(Sobre 'A Moscú sin Kaláshnikov')
Hace tiempo que quería escribir sobre A Moscú sin Kaláshnikov. Una crónica sentimental de la Rusia de Putin envuelta en papel de periódico de Daniel Utrilla (Libros del K.O., 2013), pero no encontraba la ocasión. Ahora la ocasión me la sirve Jot Down, porque el libro puede adquirirse con el trimestral nº 21, especial URSS. Sé que esto queda un tanto promocional, pero merece la pena: A Moscú sin Kaláshnikov es uno de los mejores libros publicados (y escritos) en español en lo que va de siglo. Por lo demás, no es un secreto: ha tenido muchos lectores y reseñas entusiastas; está a punto de salir la cuarta edición. Aquí escribo para los rezagados, y para avivar el fuego.
Aunque no hace falta avivarlo mucho, porque si hay un libro ardiente es este híbrido logradísimo de autobiografía, crónica y ensayo. Lo más admirable es su apasionamiento: cuenta una pasión con pasión, con palabras que son brasas. La pasión es por un país, Rusia. Por eso el autor, que fue corresponsal del diario El Mundo en Moscú y que sigue viviendo en Moscú, lo ha llamado “crónica sentimental”. Mi lectura, en este sentido, no ha dejado de tener su gracia. El país que yo amo como Utrilla ama a Rusia es Brasil. Y Utrilla transmite tan bien su amor que lo he vivido como si fuese el mío. Su intensidad ha calentado (¡incendiado!) las nieves moscovitas como si estuviesen en Ipanema. Lo que me ha llegado con este libro, pues, ha sido una especie de Rusia tropical...
Pero no ha de engañarnos el clima de Rusia: pese al frío, es un país de pasiones, como lo prueba su literatura, su música, su arte en general, el temperamento de su gente y su historia. Lo que hace Utrilla es ser digno de ellas, hasta el extremo de parecer un personaje de novela rusa. Su pasión es intensa y minuciosa. Y extensa: abarca todo ese país continental. El libro tiene mucho de la más rusa de las novelas americanas: Moby Dick. La obsesión de Utrilla es como la del capitán Ahab: Rusia es su ballena blanca. Y del mismo modo que el libro de Melville reproduce en su desmesura a la ballena, el libro de Utrilla reproduce a Rusia. Leer ambos libros vale por un viaje transformador, por una experiencia profunda. No sé, por cierto, si es intencionado, pero la acumulación de citas iniciales de A Moscú sin Kaláshnikov recuerda a la de Moby Dick. Son todas buenas, pero escojo esta de Beigbeder: “Desde que vivo aquí tengo la impresión de haberme encontrado. Es sospechoso: nunca me he deprimido en Moscú”.

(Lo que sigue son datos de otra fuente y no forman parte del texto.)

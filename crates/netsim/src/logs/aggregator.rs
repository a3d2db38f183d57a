//! Line-safe merging of many event log readers

use bytes::Bytes;
use tokio::{
    io::{AsyncBufReadExt, AsyncRead, BufReader},
    sync::mpsc,
};
use tracing::trace;

/// Chunks in flight before line workers start backing up.
const CHANNEL_CAPACITY: usize = 256;

/// Merges any number of byte readers into one serial chunk stream without
/// ever splitting a line across sources.
///
/// Every mixed-in reader gets a worker that reads one full newline-terminated
/// line at a time and forwards it as a single chunk. The shared channel
/// serializes the workers, so a line can never interleave with bytes from
/// another source; it is bounded, so one slow consumer of the merged stream
/// backs all workers up.
///
/// The merged stream ends once every clone of the aggregator is dropped and
/// the remaining workers have hit EOF.
#[derive(Clone)]
pub struct LineAggregator {
    tx: mpsc::Sender<Bytes>,
}

// === impl LineAggregator ===

impl LineAggregator {
    /// Creates the aggregator and hands out the merged stream.
    pub fn new() -> (Self, mpsc::Receiver<Bytes>) {
        let (tx, rx) = mpsc::channel(CHANNEL_CAPACITY);
        (Self { tx }, rx)
    }

    /// Consumes `reader` line by line on its own worker until EOF or error.
    pub fn mix_reader<R>(&self, reader: R)
    where
        R: AsyncRead + Send + Unpin + 'static,
    {
        let tx = self.tx.clone();
        tokio::spawn(async move {
            let mut reader = BufReader::new(reader);
            let mut line = Vec::with_capacity(512);
            loop {
                line.clear();
                match reader.read_until(b'\n', &mut line).await {
                    // source is done
                    Ok(0) => return,
                    Err(err) => {
                        trace!(target: "logs", %err, "log source failed");
                        return;
                    }
                    Ok(_) => {}
                }
                if tx.send(Bytes::copy_from_slice(&line)).await.is_err() {
                    // merged stream is gone
                    return;
                }
            }
        });
    }
}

Tampoco se deprime uno con A Moscú sin Kaláshnikov: es un libro vibrante, en el que siempre están pasando cosas. Para empezar (y sobre todo) en la página, en su escritura: no hay ni una línea inerte. El sistema de metáforas, de juegos de palabras, de expresiones felices, de asociaciones, de iluminaciones, es prodigioso: y todo va además lanzado, suelto, dinámico. Todo fluye. Su multitud de elementos no se apelmazan. Utrilla es como un cocinero que va sacando cien guisos a un tiempo; o un malabarista haciendo girar cien platillos; o un jugador de cien partidas simultáneas de ajedrez: ruso, por supuesto. Su prosa es un jubiloso exceso dionisiaco, pero con un sabio control apolíneo, porque no se le desmorona. La expresión es portentosa, pero lo que cuenta lo es también: las palabras y las historias van, por lo tanto, a la par, como debe ocurrir en la mejor literatura. Ese goce doble, conjuntado, hace de A Moscú sin Kaláshnikov una obra maestra.
El sistema implícito en el libro me ha recordado la caracterización que hacía Octavio Paz en Los hijos del limo de la analogía: “la visión del universo como un sistema de correspondencias” y “la visión del lenguaje como el doble del universo”. Los puentes que Utrilla tiende continuamente entre las palabras y los conceptos, a una velocidad endiablada, tiene que ver con esto; con las “correspondencias” de Baudelaire y con los “vasos comunicantes” de André Breton. También con las determinaciones de la pasión de Dante y Petrarca: de resonancias universales, cósmicas.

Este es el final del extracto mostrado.